* _DIRECTIONS FOR THIS TASK_:
The only acceptable reply is the number of lines in the material below that hold "warn".

================================

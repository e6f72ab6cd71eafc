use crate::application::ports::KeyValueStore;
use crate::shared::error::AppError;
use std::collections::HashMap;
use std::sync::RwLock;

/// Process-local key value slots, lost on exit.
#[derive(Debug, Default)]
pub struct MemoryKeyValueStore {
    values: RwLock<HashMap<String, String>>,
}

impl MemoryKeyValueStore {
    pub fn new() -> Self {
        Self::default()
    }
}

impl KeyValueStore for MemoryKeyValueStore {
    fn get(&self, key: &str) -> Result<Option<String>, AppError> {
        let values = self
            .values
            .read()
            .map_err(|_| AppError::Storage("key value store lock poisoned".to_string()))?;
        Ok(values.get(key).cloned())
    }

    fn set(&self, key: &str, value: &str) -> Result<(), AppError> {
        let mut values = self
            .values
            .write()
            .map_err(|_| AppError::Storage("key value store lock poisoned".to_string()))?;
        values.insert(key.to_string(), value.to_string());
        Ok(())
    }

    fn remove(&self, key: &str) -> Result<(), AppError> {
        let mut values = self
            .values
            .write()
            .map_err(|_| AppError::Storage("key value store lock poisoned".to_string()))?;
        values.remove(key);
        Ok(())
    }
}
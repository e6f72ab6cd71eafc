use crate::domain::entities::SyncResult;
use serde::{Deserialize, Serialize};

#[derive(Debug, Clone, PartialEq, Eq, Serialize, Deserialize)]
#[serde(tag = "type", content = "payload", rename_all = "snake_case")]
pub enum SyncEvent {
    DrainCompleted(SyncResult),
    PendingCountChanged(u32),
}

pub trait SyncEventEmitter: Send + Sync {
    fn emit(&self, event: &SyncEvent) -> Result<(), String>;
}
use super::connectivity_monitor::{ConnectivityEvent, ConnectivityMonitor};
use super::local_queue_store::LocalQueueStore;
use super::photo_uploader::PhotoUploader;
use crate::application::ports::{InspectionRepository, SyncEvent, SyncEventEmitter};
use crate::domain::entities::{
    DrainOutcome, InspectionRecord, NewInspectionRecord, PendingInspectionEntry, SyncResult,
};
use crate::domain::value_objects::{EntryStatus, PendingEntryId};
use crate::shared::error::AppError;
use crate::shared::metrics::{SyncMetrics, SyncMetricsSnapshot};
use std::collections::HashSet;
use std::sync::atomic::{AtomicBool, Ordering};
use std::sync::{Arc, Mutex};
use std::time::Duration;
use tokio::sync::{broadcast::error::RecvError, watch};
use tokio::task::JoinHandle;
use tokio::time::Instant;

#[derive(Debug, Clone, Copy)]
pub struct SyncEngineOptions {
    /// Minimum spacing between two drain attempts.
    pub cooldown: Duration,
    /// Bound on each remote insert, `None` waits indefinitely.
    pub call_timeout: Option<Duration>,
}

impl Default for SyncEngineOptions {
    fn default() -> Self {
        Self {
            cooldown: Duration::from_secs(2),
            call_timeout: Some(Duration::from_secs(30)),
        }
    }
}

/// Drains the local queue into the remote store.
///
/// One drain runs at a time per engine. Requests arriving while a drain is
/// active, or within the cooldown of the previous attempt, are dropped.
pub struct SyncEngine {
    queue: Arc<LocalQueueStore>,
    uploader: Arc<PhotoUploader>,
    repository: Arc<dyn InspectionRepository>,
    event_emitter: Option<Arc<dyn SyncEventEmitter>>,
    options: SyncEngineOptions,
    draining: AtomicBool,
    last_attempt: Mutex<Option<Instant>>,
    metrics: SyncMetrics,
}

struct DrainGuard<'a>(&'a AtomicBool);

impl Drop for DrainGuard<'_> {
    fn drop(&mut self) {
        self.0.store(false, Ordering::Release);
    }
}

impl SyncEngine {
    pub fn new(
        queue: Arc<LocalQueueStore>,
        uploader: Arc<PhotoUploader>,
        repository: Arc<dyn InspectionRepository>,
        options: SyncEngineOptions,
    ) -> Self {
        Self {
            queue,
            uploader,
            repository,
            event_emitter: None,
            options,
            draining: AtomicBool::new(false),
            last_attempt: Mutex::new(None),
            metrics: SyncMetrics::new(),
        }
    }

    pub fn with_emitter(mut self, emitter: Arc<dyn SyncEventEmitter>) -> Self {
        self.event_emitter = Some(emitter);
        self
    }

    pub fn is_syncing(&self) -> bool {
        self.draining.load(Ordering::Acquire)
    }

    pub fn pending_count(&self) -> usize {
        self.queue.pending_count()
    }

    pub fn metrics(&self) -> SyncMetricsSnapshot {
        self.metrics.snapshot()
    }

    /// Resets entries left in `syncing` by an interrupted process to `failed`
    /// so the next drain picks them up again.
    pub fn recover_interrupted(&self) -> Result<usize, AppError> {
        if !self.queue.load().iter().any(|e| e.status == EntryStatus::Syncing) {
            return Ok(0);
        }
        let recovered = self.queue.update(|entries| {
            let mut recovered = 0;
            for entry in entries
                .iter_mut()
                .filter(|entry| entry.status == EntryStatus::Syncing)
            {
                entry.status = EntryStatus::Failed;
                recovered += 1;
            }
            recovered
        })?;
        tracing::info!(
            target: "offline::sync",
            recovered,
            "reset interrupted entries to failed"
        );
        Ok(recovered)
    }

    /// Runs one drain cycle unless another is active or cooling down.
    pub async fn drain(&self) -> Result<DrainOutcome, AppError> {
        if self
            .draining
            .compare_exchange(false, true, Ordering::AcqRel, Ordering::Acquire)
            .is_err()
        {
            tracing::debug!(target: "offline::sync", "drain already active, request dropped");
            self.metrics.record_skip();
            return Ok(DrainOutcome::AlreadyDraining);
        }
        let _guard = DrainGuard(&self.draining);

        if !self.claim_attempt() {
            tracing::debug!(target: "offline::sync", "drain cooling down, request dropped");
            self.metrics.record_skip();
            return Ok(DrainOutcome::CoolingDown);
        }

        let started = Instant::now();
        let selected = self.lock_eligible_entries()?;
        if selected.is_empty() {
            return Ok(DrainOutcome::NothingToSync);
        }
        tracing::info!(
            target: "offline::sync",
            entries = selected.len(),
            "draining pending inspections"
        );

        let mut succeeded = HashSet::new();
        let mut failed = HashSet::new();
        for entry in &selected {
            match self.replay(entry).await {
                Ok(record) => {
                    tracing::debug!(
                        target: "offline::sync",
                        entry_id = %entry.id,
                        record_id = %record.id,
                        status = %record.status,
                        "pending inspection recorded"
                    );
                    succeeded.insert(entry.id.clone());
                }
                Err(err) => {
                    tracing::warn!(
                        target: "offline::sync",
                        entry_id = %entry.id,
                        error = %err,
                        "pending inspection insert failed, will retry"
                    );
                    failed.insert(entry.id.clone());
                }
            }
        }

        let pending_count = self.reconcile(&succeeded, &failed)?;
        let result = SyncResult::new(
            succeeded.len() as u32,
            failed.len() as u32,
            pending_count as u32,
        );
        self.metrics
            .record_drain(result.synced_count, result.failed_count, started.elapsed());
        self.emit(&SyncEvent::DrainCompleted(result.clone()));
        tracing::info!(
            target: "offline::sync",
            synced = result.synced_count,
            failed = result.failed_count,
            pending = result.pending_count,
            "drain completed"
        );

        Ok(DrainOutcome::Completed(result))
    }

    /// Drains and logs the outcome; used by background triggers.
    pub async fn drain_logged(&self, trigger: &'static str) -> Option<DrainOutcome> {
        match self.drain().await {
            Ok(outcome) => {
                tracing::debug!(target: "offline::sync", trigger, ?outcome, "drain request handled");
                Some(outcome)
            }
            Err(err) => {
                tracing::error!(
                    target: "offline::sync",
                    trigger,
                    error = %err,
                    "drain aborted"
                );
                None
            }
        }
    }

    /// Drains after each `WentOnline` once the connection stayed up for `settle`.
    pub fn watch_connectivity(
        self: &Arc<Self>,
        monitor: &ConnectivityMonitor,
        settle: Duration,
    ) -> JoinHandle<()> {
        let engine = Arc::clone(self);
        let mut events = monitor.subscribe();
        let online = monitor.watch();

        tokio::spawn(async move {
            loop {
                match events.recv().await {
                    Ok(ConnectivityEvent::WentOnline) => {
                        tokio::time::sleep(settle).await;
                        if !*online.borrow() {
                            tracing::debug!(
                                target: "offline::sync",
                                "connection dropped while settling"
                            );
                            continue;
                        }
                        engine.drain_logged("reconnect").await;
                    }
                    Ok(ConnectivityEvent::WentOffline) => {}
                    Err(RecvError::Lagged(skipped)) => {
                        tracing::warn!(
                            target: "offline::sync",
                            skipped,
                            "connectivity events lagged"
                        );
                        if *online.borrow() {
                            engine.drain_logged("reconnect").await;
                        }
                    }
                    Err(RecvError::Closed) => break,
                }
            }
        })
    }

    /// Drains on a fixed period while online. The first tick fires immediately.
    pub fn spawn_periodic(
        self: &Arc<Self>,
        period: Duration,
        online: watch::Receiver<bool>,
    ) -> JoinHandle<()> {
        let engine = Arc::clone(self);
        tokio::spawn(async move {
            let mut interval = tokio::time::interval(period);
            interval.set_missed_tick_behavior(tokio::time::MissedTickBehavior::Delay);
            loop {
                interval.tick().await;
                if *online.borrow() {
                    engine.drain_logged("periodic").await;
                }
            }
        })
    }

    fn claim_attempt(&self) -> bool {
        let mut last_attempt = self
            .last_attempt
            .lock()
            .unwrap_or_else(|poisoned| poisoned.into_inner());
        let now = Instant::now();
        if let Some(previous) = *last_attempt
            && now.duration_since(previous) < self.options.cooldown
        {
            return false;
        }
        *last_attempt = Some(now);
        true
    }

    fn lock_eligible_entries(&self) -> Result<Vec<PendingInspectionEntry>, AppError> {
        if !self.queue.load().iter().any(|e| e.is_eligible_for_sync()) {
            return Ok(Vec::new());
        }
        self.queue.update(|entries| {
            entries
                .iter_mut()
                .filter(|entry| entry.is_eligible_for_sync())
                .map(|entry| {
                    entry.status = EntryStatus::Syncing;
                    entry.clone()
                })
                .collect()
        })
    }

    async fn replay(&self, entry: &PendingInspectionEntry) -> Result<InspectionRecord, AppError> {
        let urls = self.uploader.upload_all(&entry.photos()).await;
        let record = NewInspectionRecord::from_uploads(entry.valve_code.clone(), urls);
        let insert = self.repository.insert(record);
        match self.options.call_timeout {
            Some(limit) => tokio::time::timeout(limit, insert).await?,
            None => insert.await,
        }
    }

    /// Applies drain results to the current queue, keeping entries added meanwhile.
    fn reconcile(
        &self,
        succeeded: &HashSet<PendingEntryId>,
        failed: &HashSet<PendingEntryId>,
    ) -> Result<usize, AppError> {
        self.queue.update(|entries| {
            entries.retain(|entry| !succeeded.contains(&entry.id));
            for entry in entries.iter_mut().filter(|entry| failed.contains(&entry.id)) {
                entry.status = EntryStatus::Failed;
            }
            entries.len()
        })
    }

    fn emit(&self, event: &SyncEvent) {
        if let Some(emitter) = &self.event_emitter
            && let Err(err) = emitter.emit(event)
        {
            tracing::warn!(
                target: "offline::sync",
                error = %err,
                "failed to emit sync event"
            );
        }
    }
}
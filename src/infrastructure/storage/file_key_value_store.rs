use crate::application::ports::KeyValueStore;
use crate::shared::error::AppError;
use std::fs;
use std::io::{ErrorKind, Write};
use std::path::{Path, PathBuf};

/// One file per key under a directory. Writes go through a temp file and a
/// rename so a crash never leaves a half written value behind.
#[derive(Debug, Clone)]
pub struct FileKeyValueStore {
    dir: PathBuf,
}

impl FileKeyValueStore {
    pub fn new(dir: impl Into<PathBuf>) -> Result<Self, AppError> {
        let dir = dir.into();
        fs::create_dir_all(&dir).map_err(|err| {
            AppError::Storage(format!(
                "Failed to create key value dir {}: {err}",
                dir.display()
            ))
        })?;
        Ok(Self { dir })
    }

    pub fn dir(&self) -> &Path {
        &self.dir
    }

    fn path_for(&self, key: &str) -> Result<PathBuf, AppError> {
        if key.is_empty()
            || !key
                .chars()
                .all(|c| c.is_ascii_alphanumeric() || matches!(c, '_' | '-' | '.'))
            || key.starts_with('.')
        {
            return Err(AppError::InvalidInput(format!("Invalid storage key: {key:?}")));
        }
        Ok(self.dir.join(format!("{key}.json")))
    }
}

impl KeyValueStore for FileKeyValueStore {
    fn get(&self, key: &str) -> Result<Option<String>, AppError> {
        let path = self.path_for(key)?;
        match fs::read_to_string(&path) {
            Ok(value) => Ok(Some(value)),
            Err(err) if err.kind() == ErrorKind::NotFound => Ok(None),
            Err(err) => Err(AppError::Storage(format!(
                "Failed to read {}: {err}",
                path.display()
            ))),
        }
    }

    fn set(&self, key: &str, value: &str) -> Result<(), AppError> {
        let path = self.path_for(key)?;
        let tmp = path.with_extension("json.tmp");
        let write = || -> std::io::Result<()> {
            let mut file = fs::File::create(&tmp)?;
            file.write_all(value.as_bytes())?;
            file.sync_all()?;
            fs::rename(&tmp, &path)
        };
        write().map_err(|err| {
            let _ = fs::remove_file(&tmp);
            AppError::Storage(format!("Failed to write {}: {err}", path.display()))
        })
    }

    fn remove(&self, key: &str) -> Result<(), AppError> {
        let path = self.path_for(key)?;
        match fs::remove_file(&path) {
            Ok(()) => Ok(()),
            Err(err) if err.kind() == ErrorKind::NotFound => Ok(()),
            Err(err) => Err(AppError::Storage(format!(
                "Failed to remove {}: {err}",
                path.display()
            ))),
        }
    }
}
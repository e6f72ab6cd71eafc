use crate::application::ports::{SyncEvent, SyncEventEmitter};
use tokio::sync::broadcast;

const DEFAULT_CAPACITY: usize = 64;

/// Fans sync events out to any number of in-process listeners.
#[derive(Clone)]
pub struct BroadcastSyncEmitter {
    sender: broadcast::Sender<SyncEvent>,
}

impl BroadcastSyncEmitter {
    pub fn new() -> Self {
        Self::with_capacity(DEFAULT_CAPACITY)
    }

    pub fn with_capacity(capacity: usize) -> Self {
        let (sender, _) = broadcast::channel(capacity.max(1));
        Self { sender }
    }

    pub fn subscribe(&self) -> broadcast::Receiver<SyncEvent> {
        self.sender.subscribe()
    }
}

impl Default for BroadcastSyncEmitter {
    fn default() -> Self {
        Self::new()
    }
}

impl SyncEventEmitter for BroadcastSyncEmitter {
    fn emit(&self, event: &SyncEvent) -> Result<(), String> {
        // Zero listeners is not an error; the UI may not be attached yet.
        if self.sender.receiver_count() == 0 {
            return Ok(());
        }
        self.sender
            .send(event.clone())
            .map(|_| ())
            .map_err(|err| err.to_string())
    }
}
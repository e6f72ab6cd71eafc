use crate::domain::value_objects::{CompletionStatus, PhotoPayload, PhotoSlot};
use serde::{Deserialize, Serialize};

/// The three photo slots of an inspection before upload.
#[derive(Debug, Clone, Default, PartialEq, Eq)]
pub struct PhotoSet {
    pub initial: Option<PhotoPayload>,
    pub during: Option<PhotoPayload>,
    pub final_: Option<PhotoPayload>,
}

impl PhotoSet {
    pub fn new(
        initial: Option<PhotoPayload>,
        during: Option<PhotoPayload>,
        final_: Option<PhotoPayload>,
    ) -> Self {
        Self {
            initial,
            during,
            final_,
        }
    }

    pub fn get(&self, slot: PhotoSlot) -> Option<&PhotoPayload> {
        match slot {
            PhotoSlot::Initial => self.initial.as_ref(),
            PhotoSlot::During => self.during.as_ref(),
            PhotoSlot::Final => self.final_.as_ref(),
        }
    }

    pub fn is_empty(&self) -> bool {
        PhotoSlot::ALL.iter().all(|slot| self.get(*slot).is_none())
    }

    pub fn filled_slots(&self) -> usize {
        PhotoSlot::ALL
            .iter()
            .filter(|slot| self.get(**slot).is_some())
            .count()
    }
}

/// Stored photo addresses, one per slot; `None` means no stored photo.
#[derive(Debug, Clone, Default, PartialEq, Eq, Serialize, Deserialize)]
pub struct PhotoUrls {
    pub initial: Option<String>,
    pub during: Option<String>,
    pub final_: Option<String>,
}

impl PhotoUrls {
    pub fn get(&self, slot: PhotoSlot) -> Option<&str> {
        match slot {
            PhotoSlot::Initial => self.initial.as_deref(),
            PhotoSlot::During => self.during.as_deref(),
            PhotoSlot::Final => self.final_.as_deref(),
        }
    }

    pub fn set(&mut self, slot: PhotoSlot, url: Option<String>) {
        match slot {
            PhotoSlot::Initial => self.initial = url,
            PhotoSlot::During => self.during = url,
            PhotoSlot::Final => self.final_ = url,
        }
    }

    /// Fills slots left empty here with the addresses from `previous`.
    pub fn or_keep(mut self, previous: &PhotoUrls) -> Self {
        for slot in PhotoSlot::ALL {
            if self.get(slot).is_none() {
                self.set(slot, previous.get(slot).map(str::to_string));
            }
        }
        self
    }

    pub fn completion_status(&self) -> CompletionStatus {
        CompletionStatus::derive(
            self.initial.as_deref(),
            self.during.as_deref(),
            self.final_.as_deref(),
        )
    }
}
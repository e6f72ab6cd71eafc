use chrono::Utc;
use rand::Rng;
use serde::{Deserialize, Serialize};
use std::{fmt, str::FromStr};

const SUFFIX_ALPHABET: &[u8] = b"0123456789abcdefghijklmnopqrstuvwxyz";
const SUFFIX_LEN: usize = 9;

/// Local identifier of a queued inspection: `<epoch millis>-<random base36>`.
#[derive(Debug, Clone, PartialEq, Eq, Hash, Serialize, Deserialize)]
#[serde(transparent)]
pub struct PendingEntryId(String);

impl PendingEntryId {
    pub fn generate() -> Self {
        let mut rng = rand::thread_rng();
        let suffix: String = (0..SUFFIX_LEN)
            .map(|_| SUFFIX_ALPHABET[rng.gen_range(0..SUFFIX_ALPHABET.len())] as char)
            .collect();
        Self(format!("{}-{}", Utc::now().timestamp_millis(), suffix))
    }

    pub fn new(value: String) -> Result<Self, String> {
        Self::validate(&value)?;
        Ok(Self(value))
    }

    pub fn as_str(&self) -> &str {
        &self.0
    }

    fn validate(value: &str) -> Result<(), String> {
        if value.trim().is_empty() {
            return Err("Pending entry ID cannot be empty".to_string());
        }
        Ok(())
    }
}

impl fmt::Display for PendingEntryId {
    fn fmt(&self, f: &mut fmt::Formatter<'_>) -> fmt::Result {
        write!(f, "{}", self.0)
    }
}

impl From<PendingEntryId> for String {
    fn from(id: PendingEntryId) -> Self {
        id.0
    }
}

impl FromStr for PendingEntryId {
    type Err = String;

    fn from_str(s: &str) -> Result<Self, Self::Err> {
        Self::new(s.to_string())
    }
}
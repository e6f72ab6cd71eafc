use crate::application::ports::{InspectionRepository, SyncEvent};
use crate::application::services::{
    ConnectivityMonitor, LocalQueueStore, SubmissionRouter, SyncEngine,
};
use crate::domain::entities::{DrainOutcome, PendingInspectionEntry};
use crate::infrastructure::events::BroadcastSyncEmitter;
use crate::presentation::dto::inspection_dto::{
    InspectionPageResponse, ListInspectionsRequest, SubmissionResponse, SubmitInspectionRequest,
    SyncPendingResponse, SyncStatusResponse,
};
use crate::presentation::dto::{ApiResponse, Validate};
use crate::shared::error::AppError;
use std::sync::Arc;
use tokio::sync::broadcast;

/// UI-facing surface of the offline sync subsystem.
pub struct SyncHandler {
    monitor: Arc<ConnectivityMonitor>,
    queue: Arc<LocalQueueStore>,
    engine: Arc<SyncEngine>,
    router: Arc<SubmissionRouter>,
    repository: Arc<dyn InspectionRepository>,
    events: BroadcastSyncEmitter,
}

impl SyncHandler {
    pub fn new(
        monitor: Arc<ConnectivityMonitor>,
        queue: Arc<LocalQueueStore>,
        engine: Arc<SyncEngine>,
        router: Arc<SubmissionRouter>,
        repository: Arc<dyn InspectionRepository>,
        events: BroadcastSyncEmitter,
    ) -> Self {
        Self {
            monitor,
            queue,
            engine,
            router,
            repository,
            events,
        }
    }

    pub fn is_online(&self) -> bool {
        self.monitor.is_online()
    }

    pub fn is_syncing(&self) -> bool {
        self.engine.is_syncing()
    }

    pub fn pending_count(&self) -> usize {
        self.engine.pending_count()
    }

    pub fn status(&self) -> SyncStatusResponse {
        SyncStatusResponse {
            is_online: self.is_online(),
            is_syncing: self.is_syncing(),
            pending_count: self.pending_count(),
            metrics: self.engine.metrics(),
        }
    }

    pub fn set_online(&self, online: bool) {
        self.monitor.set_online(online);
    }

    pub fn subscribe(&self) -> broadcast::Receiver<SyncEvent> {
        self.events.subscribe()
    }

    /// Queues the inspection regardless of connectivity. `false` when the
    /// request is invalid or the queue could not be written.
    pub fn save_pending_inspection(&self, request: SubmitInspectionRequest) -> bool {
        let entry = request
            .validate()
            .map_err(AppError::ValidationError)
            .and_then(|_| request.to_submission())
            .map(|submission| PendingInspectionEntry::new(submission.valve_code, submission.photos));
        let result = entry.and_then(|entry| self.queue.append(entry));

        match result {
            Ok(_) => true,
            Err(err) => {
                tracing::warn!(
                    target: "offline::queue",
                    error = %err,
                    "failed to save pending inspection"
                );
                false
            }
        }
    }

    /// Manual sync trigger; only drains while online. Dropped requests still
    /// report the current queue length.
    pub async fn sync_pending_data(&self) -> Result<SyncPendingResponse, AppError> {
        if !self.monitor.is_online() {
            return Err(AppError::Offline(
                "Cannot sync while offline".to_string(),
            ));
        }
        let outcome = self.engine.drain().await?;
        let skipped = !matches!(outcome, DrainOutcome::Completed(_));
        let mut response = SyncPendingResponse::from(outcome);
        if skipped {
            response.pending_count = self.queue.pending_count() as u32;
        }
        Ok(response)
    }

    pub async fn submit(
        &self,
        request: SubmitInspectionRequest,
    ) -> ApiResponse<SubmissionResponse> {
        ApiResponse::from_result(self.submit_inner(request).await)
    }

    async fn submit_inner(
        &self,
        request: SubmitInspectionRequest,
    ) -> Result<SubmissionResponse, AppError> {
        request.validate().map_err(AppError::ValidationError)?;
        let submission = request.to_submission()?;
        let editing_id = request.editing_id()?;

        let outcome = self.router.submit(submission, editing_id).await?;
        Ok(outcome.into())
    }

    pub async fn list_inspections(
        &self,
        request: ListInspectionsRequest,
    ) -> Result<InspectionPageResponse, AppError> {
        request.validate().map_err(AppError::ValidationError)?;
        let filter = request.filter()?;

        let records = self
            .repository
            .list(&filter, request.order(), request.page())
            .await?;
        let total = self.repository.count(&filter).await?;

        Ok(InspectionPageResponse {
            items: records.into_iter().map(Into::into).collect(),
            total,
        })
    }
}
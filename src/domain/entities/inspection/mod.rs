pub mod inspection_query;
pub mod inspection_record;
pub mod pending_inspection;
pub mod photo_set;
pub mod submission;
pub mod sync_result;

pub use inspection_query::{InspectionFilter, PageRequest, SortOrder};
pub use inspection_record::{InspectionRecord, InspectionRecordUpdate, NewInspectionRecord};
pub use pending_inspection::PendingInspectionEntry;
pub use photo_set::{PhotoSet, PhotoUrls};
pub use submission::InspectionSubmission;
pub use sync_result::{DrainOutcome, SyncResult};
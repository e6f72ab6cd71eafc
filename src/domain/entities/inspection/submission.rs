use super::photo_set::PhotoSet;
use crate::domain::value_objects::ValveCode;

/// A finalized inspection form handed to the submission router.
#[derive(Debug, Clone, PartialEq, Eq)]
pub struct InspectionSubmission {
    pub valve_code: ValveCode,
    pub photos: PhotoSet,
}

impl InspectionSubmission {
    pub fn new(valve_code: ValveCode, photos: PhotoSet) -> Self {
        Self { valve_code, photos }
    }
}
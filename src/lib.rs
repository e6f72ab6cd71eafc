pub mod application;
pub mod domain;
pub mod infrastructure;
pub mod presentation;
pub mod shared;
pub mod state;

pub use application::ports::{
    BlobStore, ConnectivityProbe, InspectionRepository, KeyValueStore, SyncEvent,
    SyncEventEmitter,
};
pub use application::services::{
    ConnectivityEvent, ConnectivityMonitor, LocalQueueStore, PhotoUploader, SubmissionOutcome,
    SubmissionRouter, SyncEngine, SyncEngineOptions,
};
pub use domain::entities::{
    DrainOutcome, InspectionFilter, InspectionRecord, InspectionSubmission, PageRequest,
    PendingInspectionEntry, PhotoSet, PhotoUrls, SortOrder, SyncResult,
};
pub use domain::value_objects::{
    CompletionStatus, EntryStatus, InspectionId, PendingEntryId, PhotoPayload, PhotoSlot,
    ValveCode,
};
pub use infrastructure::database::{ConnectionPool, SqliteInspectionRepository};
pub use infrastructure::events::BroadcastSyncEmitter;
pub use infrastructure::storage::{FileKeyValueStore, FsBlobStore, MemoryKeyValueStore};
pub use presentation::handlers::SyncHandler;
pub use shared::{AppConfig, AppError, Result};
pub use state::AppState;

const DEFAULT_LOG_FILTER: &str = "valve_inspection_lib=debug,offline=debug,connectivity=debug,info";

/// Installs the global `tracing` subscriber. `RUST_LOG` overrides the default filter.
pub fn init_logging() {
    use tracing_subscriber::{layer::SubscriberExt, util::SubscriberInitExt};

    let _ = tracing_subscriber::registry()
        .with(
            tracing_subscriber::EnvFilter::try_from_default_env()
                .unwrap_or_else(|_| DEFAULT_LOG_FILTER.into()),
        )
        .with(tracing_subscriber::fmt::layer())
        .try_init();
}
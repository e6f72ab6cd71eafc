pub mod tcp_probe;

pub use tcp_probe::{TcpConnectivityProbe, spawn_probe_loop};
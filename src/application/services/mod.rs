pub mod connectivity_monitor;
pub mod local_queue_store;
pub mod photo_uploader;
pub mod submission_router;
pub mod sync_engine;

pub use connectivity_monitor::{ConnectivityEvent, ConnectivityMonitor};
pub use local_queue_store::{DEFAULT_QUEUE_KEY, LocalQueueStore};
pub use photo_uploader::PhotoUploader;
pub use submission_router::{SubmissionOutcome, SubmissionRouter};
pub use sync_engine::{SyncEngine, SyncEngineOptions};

================================

* _ANSWER BOX_:
4